Multiple items have been suggested in the literature to improve the handoff process [9]. An effective handoff first requires a tool to make the process simpler and easier, so as not to rely solely on the memory of the physician. A consistent and updated list of patients should be maintained and utilized to assist with sign-outs. This could be a computerized check out tool, whether a Word document, Excel spreadsheet, or linked into the electronic medical record (EMR). While a written sign-out list is beneficial, it should not be a substitute for verbal communication with team members. The use of electronic communication alone could lead to inadequate handoff and lead to missed information [10]. Effective communication skills such as “read back” should be used to guarantee that information is accurately passed along. This is best accomplished by face-to-face interactions [9]. Many experts recommend a systematic way of proceeding during sign-outs, such as a specific system or mnemonic. It is also vital to allow enough time for a complete check out on each patient. Handoffs should be completed at the beginning and at the end of each shift in order to keep changing teams adequately informed. It has been shown that morning handoffs are often ignored and that one in three events that occur overnight are not reported to the day team [12]. This can lead to adverse outcomes as the oncoming day team is not aware of most current events. It is also recommended that handoffs take place in a quiet, well-lit, designated area that respects patient confidentiality. This place should also include access to computers [9]. Efforts should be taken to minimize distractions and interruptions from phone calls and non-emergent pages during this designated time [12]. The example handoff at the beginning of this chapter lacked many of these suggested best practice items, and subsequently the quality of the handoff suffered and the information passed on to the night float residents during the sign-out was ineffective for the problem that occurred during that shift.

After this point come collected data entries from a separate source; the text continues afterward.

//! ひらがな・カタカナ相互変換ユーティリティ

/// ひらがな音節ブロックの先頭 (ぁ)
const HIRAGANA_START: u32 = 0x3041;
/// ひらがな音節ブロックの末尾 (ゖ)
const HIRAGANA_END: u32 = 0x3096;

/// カタカナ音節ブロックの先頭 (ァ)
const KATAKANA_START: u32 = 0x30A1;
/// カタカナ音節ブロックの末尾 (ヶ)
const KATAKANA_END: u32 = 0x30F6;

/// ひらがなとカタカナのコードポイント差
const KANA_OFFSET: u32 = 0x60;

/// 変換対象のひらがなかどうか (U+3041..=U+3096)
///
/// ゝゞ・゛゜などブロック外の記号は含まない
pub fn is_hiragana(c: char) -> bool {
    (HIRAGANA_START..=HIRAGANA_END).contains(&(c as u32))
}

/// 変換対象のカタカナかどうか (U+30A1..=U+30F6)
///
/// 中黒 (・) と長音符 (ー) は範囲外
pub fn is_katakana(c: char) -> bool {
    (KATAKANA_START..=KATAKANA_END).contains(&(c as u32))
}

/// 文字列にひらがなが残っているか
pub fn has_hiragana(s: &str) -> bool {
    s.chars().any(is_hiragana)
}

/// ひらがなをカタカナに変換
/// 範囲外の文字 (漢字、英数字、記号、既存のカタカナ) はそのまま
pub fn hiragana_to_katakana(s: &str) -> String {
    s.chars()
        .map(|c| {
            if is_hiragana(c) {
                char::from_u32(c as u32 + KANA_OFFSET).unwrap_or(c)
            } else {
                c
            }
        })
        .collect()
}

/// カタカナをひらがなに変換
pub fn katakana_to_hiragana(s: &str) -> String {
    s.chars()
        .map(|c| {
            if is_katakana(c) {
                char::from_u32(c as u32 - KANA_OFFSET).unwrap_or(c)
            } else {
                c
            }
        })
        .collect()
}
pub mod clipboard;
pub mod config;
pub mod core;
pub mod share;
pub mod tokenizer;

pub use crate::core::converter::{transform, transform_reading};
pub use crate::core::kana::{hiragana_to_katakana, katakana_to_hiragana};
pub use crate::core::options::{FillerLength, FillerScript, OutputScript, TransformOptions};
pub use tokenizer::{initialize, DictionaryTokenizer, Token, Tokenizer, TokenizerError};
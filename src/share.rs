//! 共有用 URL の組み立て

/// 共有テキストの末尾に付けるリンク
pub const SHARE_LINK: &str = "https://pippi.oto.im/pippi/";

/// 投稿画面のエンドポイント
pub const INTENT_ENDPOINT: &str = "https://twitter.com/intent/tweet?text=";

/// 変換結果とリンクを空行で区切って連結
pub fn share_text(result: &str) -> String {
    format!("{}\n\n{}", result, SHARE_LINK)
}

/// 共有用 URL を作成。変換結果が空なら `None`
pub fn share_url(result: &str) -> Option<String> {
    if result.is_empty() {
        return None;
    }
    Some(format!(
        "{}{}",
        INTENT_ENDPOINT,
        encode_uri_component(&share_text(result))
    ))
}

/// URI コンポーネント用のパーセントエンコード
/// 英数字と `-_.!~*'()` 以外は UTF-8 バイト単位で `%XX` にする
pub fn encode_uri_component(s: &str) -> String {
    let mut out = String::with_capacity(s.len() * 3);
    for byte in s.bytes() {
        if is_unreserved(byte) {
            out.push(byte as char);
        } else {
            out.push_str(&format!("%{:02X}", byte));
        }
    }
    out
}

fn is_unreserved(byte: u8) -> bool {
    byte.is_ascii_alphanumeric()
        || matches!(byte, b'-' | b'_' | b'.' | b'!' | b'~' | b'*' | b'\'' | b'(' | b')')
}
//! 「し」を置換語に差し替える

use crate::core::kana::{has_hiragana, hiragana_to_katakana};
use crate::core::options::{FillerLength, FillerScript, OutputScript, TransformOptions};

/// 置換対象の音
pub const TARGET_SOUND: &str = "し";
/// 2モーラの置換語
pub const LONG_FILLER: &str = "ぴっぴ";
/// 1モーラの置換語
pub const SHORT_FILLER: &str = "ぴ";

/// オプションに応じた置換語 (文字種変換済み)
pub fn filler_word(options: &TransformOptions) -> String {
    let filler = match options.filler_length() {
        FillerLength::Long => LONG_FILLER,
        FillerLength::Short => SHORT_FILLER,
    };

    match options.filler_script() {
        FillerScript::Katakana => hiragana_to_katakana(filler),
        FillerScript::Hiragana => filler.to_string(),
    }
}

/// ひらがなの読み全体で「し」を置換し、必要なら全体をカタカナにする
///
/// 単語境界は見ない。助詞でも漢字の読みでも「し」なら同じく置換する。
pub fn substitute(reading: &str, options: &TransformOptions) -> String {
    let replaced = reading.replace(TARGET_SOUND, &filler_word(options));

    match options.output_script() {
        OutputScript::Katakana => {
            let converted = hiragana_to_katakana(&replaced);
            debug_assert!(!has_hiragana(&converted));
            converted
        }
        OutputScript::AsSubstituted => replaced,
    }
}
//! 変換の中核: 文字種変換、読みの抽出、置換

pub mod converter;
pub mod kana;
pub mod options;
pub mod reading;
pub mod substitution;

Residents have a significant stake in successfully implementing effective handoffs, not only because of their involvement in patient care, but because they are the ones most often performing said handoffs. Among residents surveyed, the following items were found to be important in improving the handoff process: up-to-date room number, recent cognitive/cardiopulmonary status, problems the patient has already experience and treatment already tried, code status and level of care discussions, and results that were likely to return while covering physician was on-call and what to do, and any psychosocial issues [9]. It is of note that handoffs are conducted most of the time by interns.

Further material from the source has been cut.